## [Required work]
The entries below contain a stretch that opens with the line containing "#[derive(Debug, Clone, PartialEq, Eq, Serialize, Deserialize)]" and closes with the line containing "D·(Ann·S + D_P·n)"; set down that stretch exactly, both ends included, and nothing else.

## [Records]
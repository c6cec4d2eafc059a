//! StableSwap invariant solver
//!
//! Newton iteration for the invariant `D` of a multi-asset pool and for the
//! balance `y` of one asset at fixed `D`. Every intermediate quotient is
//! truncated, matching the on-chain contract these quotes mirror.

use crate::error::{SolverError, SolverResult};
use num_bigint::BigInt;
use num_traits::{One, Signed, Zero};
use serde::{Deserialize, Serialize};
use stableswap_config::{SolverConfig, DEFAULT_N_COINS};
use tracing::{trace, warn};

/// Outcome of a Newton solve
///
/// `value` is exactly what [`compute_d`] / [`compute_y`] would return. When
/// `converged` is false the iteration cap was reached and `value` is the last
/// approximation.
#[derive(Debug, Clone, PartialEq, Eq, Serialize, Deserialize)]
pub struct Convergence {
    pub value: BigInt,
    pub iterations: u32,
    pub converged: bool,
}

/// Invariant solver parameterised by iteration cap and tolerance
#[derive(Debug, Clone, Copy, Default)]
pub struct InvariantSolver {
    config: SolverConfig,
}

impl InvariantSolver {
    pub fn new(config: SolverConfig) -> Self {
        Self { config }
    }

    pub fn config(&self) -> &SolverConfig {
        &self.config
    }

    /// Compute the invariant `D` for `balances` under amplification `A`
    ///
    /// Solves `A·n^n·S + D = A·n^n·D + D^(n+1) / (n^n · Π x_i)` by iterating
    /// `D = D·(Ann·S + D_P·n) / (D·(Ann − 1) + D_P·(n + 1))` with
    /// `Ann = A·n` and `D_P = D^(n+1) / (n^n · Π x_i)` accumulated one
    /// truncating division per balance.
    ///
    /// # Arguments
    /// * `amplification` - Amplification coefficient `A` (non-negative)
    /// * `balances` - Pool balances in smallest-denomination units (non-negative)
    ///
    /// # Errors
    /// `InvalidCoinCount` for fewer than two balances, `DivisionByZero` when a
    /// balance is zero while the sum is not.
    pub fn solve_d(
        &self,
        amplification: &BigInt,
        balances: &[BigInt],
    ) -> SolverResult<Convergence> {
        if balances.len() < 2 {
            return Err(SolverError::InvalidCoinCount {
                n_coins: balances.len(),
            });
        }

        let n = BigInt::from(balances.len());
        let ann = amplification * &n;
        let s: BigInt = balances.iter().sum();

        if s.is_zero() {
            return Ok(Convergence {
                value: BigInt::zero(),
                iterations: 0,
                converged: true,
            });
        }

        // D_P truncates once per balance, so the visiting order leaks into the
        // last digit. A fixed order keeps D a function of the balance multiset.
        let mut ordered: Vec<&BigInt> = balances.iter().collect();
        ordered.sort();

        let tolerance = BigInt::from(self.config.tolerance);
        let mut d_prev = BigInt::zero();
        let mut d = s.clone();
        let mut iterations = 0;

        while iterations < self.config.max_iterations && (&d - &d_prev).abs() > tolerance {
            let mut d_p = d.clone();
            for balance in &ordered {
                d_p = quotient(&(&d_p * &d), &(*balance * &n), "D_P")?;
            }

            let numerator = &d * (&ann * &s + &d_p * &n);
            let denominator = &d * (&ann - BigInt::one()) + &d_p * (&n + BigInt::one());
            let next = quotient(&numerator, &denominator, "D")?;

            d_prev = std::mem::replace(&mut d, next);
            iterations += 1;
        }

        Ok(self.report("D", d, &d_prev, iterations, &tolerance))
    }

    /// Compute the balance `y` of the other asset that keeps the invariant at `d`
    ///
    /// The remaining balances are folded into `x`, reducing the invariant to
    /// `y² + b·y = c` with `b = x + D/Ann − D` and
    /// `c = D^(n+1) / (n^n · x · Ann)`, iterated as
    /// `y = (y² + c) / (n·y + b)`.
    ///
    /// # Arguments
    /// * `amplification` - Amplification coefficient `A`
    /// * `x` - New balance of the known asset, must be positive
    /// * `d` - Invariant to hold fixed, usually from [`InvariantSolver::solve_d`]
    /// * `n_coins` - Pool coin count (2 for pairwise pools)
    pub fn solve_y(
        &self,
        amplification: &BigInt,
        x: &BigInt,
        d: &BigInt,
        n_coins: u32,
    ) -> SolverResult<Convergence> {
        if n_coins < 2 {
            return Err(SolverError::InvalidCoinCount {
                n_coins: n_coins as usize,
            });
        }

        let n = BigInt::from(n_coins);
        let ann = amplification * &n;

        let b = x + quotient(d, &ann, "D / Ann")? - d;
        let c = quotient(&d.pow(n_coins + 1), &(n.pow(n_coins) * x * &ann), "c")?;

        let tolerance = BigInt::from(self.config.tolerance);
        let mut y_prev = BigInt::zero();
        let mut y = d.clone();
        let mut iterations = 0;

        while iterations < self.config.max_iterations && (&y - &y_prev).abs() > tolerance {
            let numerator = &y * &y + &c;
            let denominator = &n * &y + &b;
            let next = quotient(&numerator, &denominator, "y")?;

            y_prev = std::mem::replace(&mut y, next);
            iterations += 1;
        }

        Ok(self.report("y", y, &y_prev, iterations, &tolerance))
    }

    fn report(
        &self,
        quantity: &'static str,
        value: BigInt,
        previous: &BigInt,
        iterations: u32,
        tolerance: &BigInt,
    ) -> Convergence {
        let converged = (&value - previous).abs() <= *tolerance;

        if converged {
            trace!(quantity, iterations, "Newton iteration converged");
        } else {
            warn!(
                quantity,
                iterations,
                max_iterations = self.config.max_iterations,
                "Newton iteration hit the cap before converging, returning last approximation"
            );
        }

        Convergence {
            value,
            iterations,
            converged,
        }
    }
}

/// Truncating division that reports a zero divisor instead of panicking
fn quotient(numerator: &BigInt, denominator: &BigInt, context: &'static str) -> SolverResult<BigInt> {
    numerator
        .checked_div(denominator)
        .ok_or(SolverError::DivisionByZero { context })
}

/// Compute the StableSwap invariant `D` with the default solver
pub fn compute_d(amplification: &BigInt, balances: &[BigInt]) -> SolverResult<BigInt> {
    InvariantSolver::default()
        .solve_d(amplification, balances)
        .map(|solution| solution.value)
}

/// Compute `y` for a two-asset pool with the default solver
pub fn compute_y(amplification: &BigInt, x: &BigInt, d: &BigInt) -> SolverResult<BigInt> {
    compute_y_with_coins(amplification, x, d, DEFAULT_N_COINS)
}

/// Compute `y` for an `n_coins` pool with the default solver
pub fn compute_y_with_coins(
    amplification: &BigInt,
    x: &BigInt,
    d: &BigInt,
    n_coins: u32,
) -> SolverResult<BigInt> {
    InvariantSolver::default()
        .solve_y(amplification, x, d, n_coins)
        .map(|solution| solution.value)
}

## [Answer to this task]
#[derive(Debug, Clone, PartialEq, Eq, Serialize, Deserialize)]
pub struct Convergence {
    pub value: BigInt,
    pub iterations: u32,
    pub converged: bool,
}

/// Invariant solver parameterised by iteration cap and tolerance
#[derive(Debug, Clone, Copy, Default)]
pub struct InvariantSolver {
    config: SolverConfig,
}

impl InvariantSolver {
    pub fn new(config: SolverConfig) -> Self {
        Self { config }
    }

    pub fn config(&self) -> &SolverConfig {
        &self.config
    }

    /// Compute the invariant `D` for `balances` under amplification `A`
    ///
    /// Solves `A·n^n·S + D = A·n^n·D + D^(n+1) / (n^n · Π x_i)` by iterating
    /// `D = D·(Ann·S + D_P·n) / (D·(Ann − 1) + D_P·(n + 1))` with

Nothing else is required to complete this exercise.